ERIC Number: EJ848579
Record Type: Journal
Publication Date: 2009-Jul
Abstractor: As Provided
Reference Count: 0
Mexican American Women's Adherence to Hemodialysis Treatment: A Social Constructivist Perspective
Tijerina, Mary S.
Social Work, v54 n3 p232-242 Jul 2009
Mexican Americans have as much as a six-times greater risk of end-stage renal disease (ESRD) than non-Hispanic white Americans, and women show a faster rate of decline in diabetic renal functioning. The leading treatment for ESRD is hemodialysis, an intensive, complex treatment regimen associated with high levels of patient nonadherence. Previous studies of patient adherence have adopted a biomedical, practitioner-oriented approach focused on performance of fixed behaviors and ignoring contextual and motivational factors. The author describes a social constructivist approach to understanding how female Mexican American dialysis patients experience their disease, the treatment regimen, and the consequences of that experience.
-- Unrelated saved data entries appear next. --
//! Cleanup
//!
//! Pre-run: drop any `_new` leftovers from a previously failed run, so a
//! crashed refresh is self-healing on the next invocation. Post-run: drop
//! the `_old` copies demoted by the swap. Both use `IF EXISTS` semantics;
//! a missing object is never an error.

use crate::registry::Registry;

/// Drop every view's shadow copy, tolerating absence.
pub fn pre_run_statements(registry: &Registry) -> Vec<String> {
    registry
        .views()
        .map(|view| {
            format!(
                "DROP MATERIALIZED VIEW IF EXISTS {} CASCADE;",
                view.shadow()
            )
        })
        .collect()
}

/// Drop every view's demoted copy, tolerating absence.
pub fn post_run_statements(registry: &Registry) -> Vec<String> {
    registry
        .views()
        .map(|view| {
            format!(
                "DROP MATERIALIZED VIEW IF EXISTS {} CASCADE;",
                view.demoted()
            )
        })
        .collect()
}

#[cfg(test)]
mod tests {
    use super::*;
    use crate::registry::{RefreshStrategy, ViewDefinition, ViewKind};
    use crate::template::{QueryTemplate, SubstitutionMode};
    use pretty_assertions::assert_eq;
    use std::collections::HashMap;
    use std::path::PathBuf;

    fn registry() -> Registry {
        let views = vec![
            ViewDefinition {
                name: "donations".to_string(),
                kind: ViewKind::Base,
                schema: "public".to_string(),
                identity_columns: vec!["id".to_string()],
                ordering_hint: None,
                amount_expression: None,
                strategy: RefreshStrategy::ExternalFetch { query_id: 1 },
            },
            ViewDefinition {
                name: "gmv_events".to_string(),
                kind: ViewKind::Dependent,
                schema: "experimental_views".to_string(),
                identity_columns: Vec::new(),
                ordering_hint: None,
                amount_expression: None,
                strategy: RefreshStrategy::TemplatedQuery {
                    template_path: PathBuf::from("gmv_events.sql"),
                    substitution: SubstitutionMode::TokenRewrite,
                },
            },
        ];
        let mut templates = HashMap::new();
        templates.insert(
            "gmv_events".to_string(),
            QueryTemplate::parse(
                "SELECT * FROM donations".to_string(),
                &["donations".to_string()],
            )
            .unwrap(),
        );
        Registry::with_templates(views, templates).unwrap()
    }

    #[test]
    fn test_pre_run_drops_shadow_copies_in_every_schema() {
        assert_eq!(
            pre_run_statements(&registry()),
            vec![
                "DROP MATERIALIZED VIEW IF EXISTS public.donations_new CASCADE;".to_string(),
                "DROP MATERIALIZED VIEW IF EXISTS experimental_views.gmv_events_new CASCADE;"
                    .to_string(),
            ]
        );
    }

    #[test]
    fn test_post_run_drops_demoted_copies() {
        assert_eq!(
            post_run_statements(&registry()),
            vec![
                "DROP MATERIALIZED VIEW IF EXISTS public.donations_old CASCADE;".to_string(),
                "DROP MATERIALIZED VIEW IF EXISTS experimental_views.gmv_events_old CASCADE;"
                    .to_string(),
            ]
        );
    }
}
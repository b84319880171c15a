//! Query template abstraction for dependent views
//!
//! A dependent view is defined by an externally-maintained SQL template.
//! While a refresh run is in flight, the template must read the *shadow*
//! content of every view it references, never the stale live content. The
//! template is parsed once for upstream references, and substitution is
//! driven by an explicit name-to-shadow mapping resolved per run.

use std::collections::HashMap;
use std::fs;
use std::path::Path;

use once_cell::sync::Lazy;
use regex::Regex;

use crate::error::{RefreshError, RefreshResult};
use crate::registry::Registry;

/// How upstream references are redirected to shadow relations
#[derive(Debug, Clone, Copy, PartialEq, Eq)]
pub enum SubstitutionMode {
    /// Rewrite `FROM x` / `JOIN x` tokens to the schema-qualified shadow,
    /// e.g. `FROM schema.x_new`
    TokenRewrite,
    /// Inject `x AS (SELECT * FROM schema.x_new)` aliases at the head of
    /// the query's WITH clause, leaving the template body untouched
    CteInjection,
}

/// Per-run mapping from view name to its shadow relation
#[derive(Debug, Clone, Default)]
pub struct ShadowMap {
    /// view name -> schema hosting it
    entries: HashMap<String, String>,
}

impl ShadowMap {
    pub fn new() -> Self {
        Self::default()
    }

    pub fn from_registry(registry: &Registry) -> Self {
        let entries = registry
            .views()
            .map(|v| (v.name.clone(), v.schema.clone()))
            .collect();
        Self { entries }
    }

    pub fn insert(&mut self, name: impl Into<String>, schema: impl Into<String>) {
        self.entries.insert(name.into(), schema.into());
    }

    /// Schema-qualified shadow relation, e.g. `public.donations_new`
    pub fn qualified_shadow(&self, name: &str) -> Option<String> {
        self.entries
            .get(name)
            .map(|schema| format!("{}.{}_new", schema, name))
    }
}

/// A parsed dependent-view query template
#[derive(Debug, Clone)]
pub struct QueryTemplate {
    text: String,
    references: Vec<String>,
}

impl QueryTemplate {
    /// Read and parse a template file, discovering which of `known` view
    /// names it references.
    pub fn load(path: &Path, known: &[String]) -> RefreshResult<Self> {
        let text = fs::read_to_string(path).map_err(|e| {
            RefreshError::Config(format!(
                "cannot read query template {}: {}",
                path.display(),
                e
            ))
        })?;
        Self::parse(text, known)
    }

    /// Parse template text. References are matched as whole relation-name
    /// tokens after FROM/JOIN, so `orders_detail` never counts as a
    /// reference to `orders`.
    pub fn parse(text: String, known: &[String]) -> RefreshResult<Self> {
        let mut references = Vec::new();
        for name in known {
            if relation_token_regex(name)?.is_match(&text) {
                references.push(name.clone());
            }
        }
        Ok(Self { text, references })
    }

    /// Views this template reads, in registry declaration order
    pub fn references(&self) -> &[String] {
        &self.references
    }

    /// Resolve the template so every reference reads shadow content.
    pub fn resolve(&self, mode: SubstitutionMode, shadows: &ShadowMap) -> RefreshResult<String> {
        match mode {
            SubstitutionMode::TokenRewrite => self.rewrite_tokens(shadows),
            SubstitutionMode::CteInjection => self.inject_ctes(shadows),
        }
    }

    fn rewrite_tokens(&self, shadows: &ShadowMap) -> RefreshResult<String> {
        let mut sql = self.text.clone();
        for name in &self.references {
            let shadow = shadows.qualified_shadow(name).ok_or_else(|| {
                RefreshError::Template(format!("no shadow mapping for referenced view '{}'", name))
            })?;
            let re = relation_token_regex(name)?;
            let replacement = format!("${{kw}} {}", shadow);
            sql = re.replace_all(&sql, replacement.as_str()).into_owned();
        }
        Ok(sql)
    }

    fn inject_ctes(&self, shadows: &ShadowMap) -> RefreshResult<String> {
        static WITH_RE: Lazy<Regex> =
            Lazy::new(|| Regex::new(r"(?i)\bWITH\b").expect("static regex"));

        let mut aliases = Vec::new();
        for name in &self.references {
            let qualified = shadows.qualified_shadow(name).ok_or_else(|| {
                RefreshError::Template(format!("no shadow mapping for referenced view '{}'", name))
            })?;
            aliases.push(format!("{} AS (SELECT * FROM {})", name, qualified));
        }
        if aliases.is_empty() {
            return Ok(self.text.clone());
        }
        let alias_block = aliases.join(",\n    ");

        match WITH_RE.find(&self.text) {
            Some(m) => {
                let (head, tail) = self.text.split_at(m.end());
                Ok(format!("{}\n    {},{}", head, alias_block, tail))
            }
            None => Ok(format!("WITH {}\n{}", alias_block, self.text)),
        }
    }
}

/// Matches `FROM <name>` or `JOIN <name>` as whole tokens, case-insensitive
fn relation_token_regex(name: &str) -> RefreshResult<Regex> {
    Regex::new(&format!(
        r"(?i)\b(?P<kw>FROM|JOIN)\s+{}\b",
        regex::escape(name)
    ))
    .map_err(|e| RefreshError::Template(e.to_string()))
}

#[cfg(test)]
mod tests {
    use super::*;
    use pretty_assertions::assert_eq;

    fn known(names: &[&str]) -> Vec<String> {
        names.iter().map(|s| s.to_string()).collect()
    }

    fn shadows(pairs: &[(&str, &str)]) -> ShadowMap {
        let mut map = ShadowMap::new();
        for (name, schema) in pairs {
            map.insert(*name, *schema);
        }
        map
    }

    #[test]
    fn test_token_rewrite_matches_whole_tokens_only() {
        let template = QueryTemplate::parse(
            "SELECT o.id FROM orders o JOIN orders_detail d ON d.order_id = o.id".to_string(),
            &known(&["orders"]),
        )
        .unwrap();

        let sql = template
            .resolve(SubstitutionMode::TokenRewrite, &shadows(&[("orders", "public")]))
            .unwrap();
        assert_eq!(
            sql,
            "SELECT o.id FROM public.orders_new o JOIN orders_detail d ON d.order_id = o.id"
        );
    }

    #[test]
    fn test_token_rewrite_qualifies_with_the_hosting_schema() {
        let template = QueryTemplate::parse(
            "SELECT * FROM leaderboard_events".to_string(),
            &known(&["leaderboard_events"]),
        )
        .unwrap();

        let sql = template
            .resolve(
                SubstitutionMode::TokenRewrite,
                &shadows(&[("leaderboard_events", "experimental_views")]),
            )
            .unwrap();
        assert_eq!(sql, "SELECT * FROM experimental_views.leaderboard_events_new");
    }

    #[test]
    fn test_token_rewrite_covers_joins_and_is_case_insensitive() {
        let template = QueryTemplate::parse(
            "select * from donations d\nleft join rounds r on r.id = d.round_id".to_string(),
            &known(&["donations", "rounds"]),
        )
        .unwrap();

        let sql = template
            .resolve(
                SubstitutionMode::TokenRewrite,
                &shadows(&[("donations", "public"), ("rounds", "public")]),
            )
            .unwrap();
        assert_eq!(
            sql,
            "select * from public.donations_new d\nleft join public.rounds_new r on r.id = d.round_id"
        );
    }

    #[test]
    fn test_reference_discovery_ignores_prefix_collisions() {
        let template = QueryTemplate::parse(
            "SELECT * FROM orders_detail".to_string(),
            &known(&["orders", "orders_detail"]),
        )
        .unwrap();
        assert_eq!(template.references(), &["orders_detail".to_string()]);
    }

    #[test]
    fn test_cte_injection_after_with() {
        let template = QueryTemplate::parse(
            "WITH totals AS (SELECT round_id, SUM(gmv) FROM donations GROUP BY 1)\n\
             SELECT * FROM totals"
                .to_string(),
            &known(&["donations"]),
        )
        .unwrap();

        let sql = template
            .resolve(SubstitutionMode::CteInjection, &shadows(&[("donations", "public")]))
            .unwrap();
        assert!(sql.starts_with("WITH\n    donations AS (SELECT * FROM public.donations_new),"));
        // The template body is left untouched.
        assert!(sql.contains("totals AS (SELECT round_id, SUM(gmv) FROM donations GROUP BY 1)"));
    }

    #[test]
    fn test_cte_injection_wraps_templates_without_with() {
        let template = QueryTemplate::parse(
            "SELECT * FROM events e".to_string(),
            &known(&["events"]),
        )
        .unwrap();

        let sql = template
            .resolve(
                SubstitutionMode::CteInjection,
                &shadows(&[("events", "experimental_views")]),
            )
            .unwrap();
        assert!(
            sql.starts_with("WITH events AS (SELECT * FROM experimental_views.events_new)")
        );
        assert!(sql.ends_with("SELECT * FROM events e"));
    }

    #[test]
    fn test_resolve_requires_shadow_mapping() {
        let template = QueryTemplate::parse(
            "SELECT * FROM donations".to_string(),
            &known(&["donations"]),
        )
        .unwrap();

        let err = template
            .resolve(SubstitutionMode::TokenRewrite, &ShadowMap::new())
            .unwrap_err();
        assert!(matches!(err, RefreshError::Template(_)));
    }

    #[test]
    fn test_missing_template_file_is_a_config_error() {
        let err = QueryTemplate::load(Path::new("/nonexistent/q.sql"), &known(&[])).unwrap_err();
        assert!(matches!(err, RefreshError::Config(_)));
    }
}
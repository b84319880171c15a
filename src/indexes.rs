//! Index Builder
//!
//! Integrity gate for the refresh: each shadow copy with declared identity
//! columns gets a unique index before the swap examines it. If the freshly
//! built data violates uniqueness, index creation fails and the run aborts
//! with nothing promoted.

use crate::registry::ViewDefinition;

/// Unique-index statement for a view's shadow copy, or `None` when the
/// view declares no identity columns.
///
/// The index is created under the shadow name (`<name>_new_idx`); the swap
/// transaction renames it to `<name>_idx` together with the relation, so
/// the live copy always carries the canonical index name.
pub fn unique_index_statement(view: &ViewDefinition) -> Option<String> {
    if view.identity_columns.is_empty() {
        return None;
    }
    Some(format!(
        "CREATE UNIQUE INDEX {name}_new_idx ON {shadow} ({columns});",
        name = view.name,
        shadow = view.shadow(),
        columns = view.identity_columns.join(", "),
    ))
}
Mexican American women's perceptions and psychosocial factors were examined to understand what these women viewed as important to their realities as dialysis patients. Poverty, longer treatment history, and immigrant status emerged as factors that appeared to influence treatment nonadherence. Perceived identity losses, heightened awareness of mortality, and family dysfunction emerged as themes that participants viewed as preeminent in their day-to-day lives. A social constructivist perspective is highly compatible with social work principles of person-in-environment and starting where the client is. This perspective provides a valuable framework for informing social work practice with this special population of Mexican American dialysis patients.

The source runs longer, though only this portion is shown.